Ольга Степановна делано засмеялась:
– Ох, Ирочка, я сунусь. Так сунусь… И на работу к тебе сунусь, и все расскажу. Как ты распутничала в первом браке, так что мой сын просто вынужден был уйти, как порядочный человек, и как теперь живешь с каким-то алкоголиком и диссидентом.
– Попробуйте.
– Ты, кажется, в партию собираешься вступать? Ну так людям интересно будет послушать, как твой муж льет помои на наш советский строй и пишет клеветнические стишки, которые мечтает издать на Западе.
– Ольга Степановна, с такими идеями вам надо не ко мне на работу, а в поликлинику идти.
В трубке язвительно рассмеялись:
– Думаешь, мне не поверят?
– Не знаю. Но психика сына мне дороже, чем партбилет.
* * *
Гарафеев взял в архиве историю Тиходольской и хотел устроиться с нею в ординаторской, но Витька увидел и прогнал его домой.
Что ж, он зацепил в гастрономе две бутылочки пива, дома сунул их в морозилку, чтобы побыстрее дошли до кондиции, и хотел расположиться на кухне с историей, но вдруг вспомнил вчерашний разговор, и с ним случился переворот сознания. Не то чтобы он резко стал оголтелым защитником прав женщин, но в эту секунду Гарафеев на самом деле понял, почему Соня захотела с ним развестись и что значили ее упреки, что он делает только то, что хочет.
Женщина не может позволить себе такой роскоши. Есть у нее настроение или нет, устала ли она, никого не волнует, в том числе и ее самое. Должен на столе быть обед, и точка. Ну а муж… Годами ходит мимо искрящей розетки, пока не нападет стих, и это всем кажется нормальным. Хотя от электротока умирают вернее, чем от голода.
Советская женщина приучена ломать себя и в мелочах – и в крупном, для нее есть только долг, а делать что хочется это все равно как полететь на луну.
Постоянное насилие над собой развивается в насилие над детьми, и так продолжается эстафета рабства и покорности, когда поколение за поколением бредет в никуда по серому болоту уныния и безнадежности, считая, что в этом и есть подвиг жизни.

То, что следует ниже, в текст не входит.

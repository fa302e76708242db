//! OAuth support for public Shopify apps.
//!
//! [`App`] holds the app's credentials and implements the authorization-code
//! grant plus the three HMAC verification schemes Shopify uses: base64 HMAC
//! for webhook payloads, hex HMAC for OAuth callback URLs, and hex HMAC over
//! a differently assembled message for app proxy requests.
//!
//! The verification rules and reference digests follow the Shopify
//! documentation:
//! <https://shopify.dev/docs/api/admin-rest/latest/resources/oauth#verification>

use std::collections::BTreeMap;

use base64::engine::general_purpose::STANDARD as BASE64;
use base64::Engine;
use hmac::{Hmac, Mac};
use reqwest::Method;
use serde::{Deserialize, Serialize};
use sha2::Sha256;
use subtle::ConstantTimeEq;
use url::Url;

use crate::client::{Client, ClientError};
use crate::config::ShopDomain;

type HmacSha256 = Hmac<Sha256>;

const ACCESS_TOKEN_PATH: &str = "admin/oauth/access_token";

/// Credentials and settings of a public app.
#[derive(Debug, Clone)]
pub struct App {
    /// The app's API key, used as the OAuth client id.
    pub api_key: String,
    /// The app's shared secret, used as the OAuth client secret and as the
    /// HMAC key for all verification.
    pub api_secret: String,
    /// Where Shopify redirects after the merchant grants access.
    pub redirect_url: String,
    /// Comma-separated access scopes to request.
    pub scope: String,
}

#[derive(Serialize)]
struct AccessTokenRequest<'a> {
    client_id: &'a str,
    client_secret: &'a str,
    code: &'a str,
}

#[derive(Deserialize)]
struct AccessTokenResponse {
    access_token: String,
}

impl App {
    /// The URL to send a merchant to so they can authorize the app. `state`
    /// is the nonce echoed back in the callback; pass an empty string to
    /// omit it.
    #[must_use]
    pub fn authorize_url(&self, shop: &ShopDomain, state: &str) -> Url {
        let mut url = shop.base_url();
        url.set_path("admin/oauth/authorize");
        {
            let mut pairs = url.query_pairs_mut();
            pairs.append_pair("client_id", &self.api_key);
            pairs.append_pair("redirect_uri", &self.redirect_url);
            pairs.append_pair("scope", &self.scope);
            if !state.is_empty() {
                pairs.append_pair("state", state);
            }
        }
        url
    }

    /// Exchange an authorization code for a permanent access token.
    pub async fn get_access_token(
        &self,
        client: &Client,
        code: &str,
    ) -> Result<String, ClientError> {
        let body = AccessTokenRequest {
            client_id: &self.api_key,
            client_secret: &self.api_secret,
            code,
        };
        let executed = client
            .send_unprefixed::<_, ()>(Method::POST, ACCESS_TOKEN_PATH, Some(&body), None)
            .await?;
        let response: AccessTokenResponse = client.decode(&executed)?;
        Ok(response.access_token)
    }

    /// Verify a webhook payload against its `X-Shopify-Hmac-Sha256` header,
    /// a base64-encoded HMAC of the raw body.
    #[must_use]
    pub fn verify_webhook(&self, body: &[u8], hmac_header: &str) -> bool {
        let Ok(provided) = BASE64.decode(hmac_header) else {
            return false;
        };
        if provided.len() != 32 {
            return false;
        }
        let computed = self.mac(body);
        provided.ct_eq(&computed).into()
    }

    /// Verify the `hmac` parameter of an OAuth callback URL. The signed
    /// message is every query parameter except `hmac` and `signature`,
    /// sorted by name and joined as `key=value` pairs with `&`.
    #[must_use]
    pub fn verify_authorization_url(&self, url: &Url) -> bool {
        let Some((_, provided)) = url.query_pairs().find(|(k, _)| k == "hmac") else {
            return false;
        };

        let mut pairs: Vec<(String, String)> = url
            .query_pairs()
            .filter(|(k, _)| k != "hmac" && k != "signature")
            .map(|(k, v)| (k.into_owned(), v.into_owned()))
            .collect();
        pairs.sort();

        let message = pairs
            .iter()
            .map(|(k, v)| format!("{k}={v}"))
            .collect::<Vec<_>>()
            .join("&");

        self.verify_hex_mac(&message, &provided)
    }

    /// Verify the `signature` parameter of an app proxy request URL. The
    /// signed message groups repeated parameters, joins their values with
    /// commas, and concatenates the sorted `key=value` pairs with no
    /// separator.
    #[must_use]
    pub fn verify_signature(&self, url: &Url) -> bool {
        let Some((_, provided)) = url.query_pairs().find(|(k, _)| k == "signature") else {
            return false;
        };

        let mut grouped: BTreeMap<String, Vec<String>> = BTreeMap::new();
        for (key, value) in url.query_pairs() {
            if key != "signature" {
                grouped.entry(key.into_owned()).or_default().push(value.into_owned());
            }
        }

        let message: String = grouped
            .iter()
            .map(|(key, values)| format!("{key}={}", values.join(",")))
            .collect();

        self.verify_hex_mac(&message, &provided)
    }

    fn verify_hex_mac(&self, message: &str, provided_hex: &str) -> bool {
        let Some(provided) = decode_hex(provided_hex) else {
            return false;
        };
        let computed = self.mac(message.as_bytes());
        provided.ct_eq(&computed).into()
    }

    fn mac(&self, message: &[u8]) -> Vec<u8> {
        let mut mac = HmacSha256::new_from_slice(self.api_secret.as_bytes())
            .expect("hmac accepts keys of any length");
        mac.update(message);
        mac.finalize().into_bytes().to_vec()
    }
}

// Works on raw bytes: the input comes from attacker-controlled query
// parameters, so decoding must reject arbitrary UTF-8 rather than assume
// ASCII.
fn decode_hex(input: &str) -> Option<Vec<u8>> {
    let bytes = input.as_bytes();
    if bytes.len() % 2 != 0 {
        return None;
    }
    bytes
        .chunks_exact(2)
        .map(|pair| {
            let hi = char::from(pair[0]).to_digit(16)?;
            let lo = char::from(pair[1]).to_digit(16)?;
            Some((hi << 4 | lo) as u8)
        })
        .collect()
}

Соне удалось прервать эту цепочку, она воспитала Лизу жизнерадостной и свободной девушкой, которая не лентяйка и неряха, а просто здравомыслящий человек с нормальным чувством справедливости.
Эх, Вовка бы еще сподобился понять это, и, желательно, не через двадцать лет грызни, а прямо сейчас.
Но сделать это будет ему непросто, потому что наряду с парадигмой «ты же девочка» существует тезис «я мужик». Что еще вы от меня хотите, когда я уже осчастливил мир, родился с яйцами!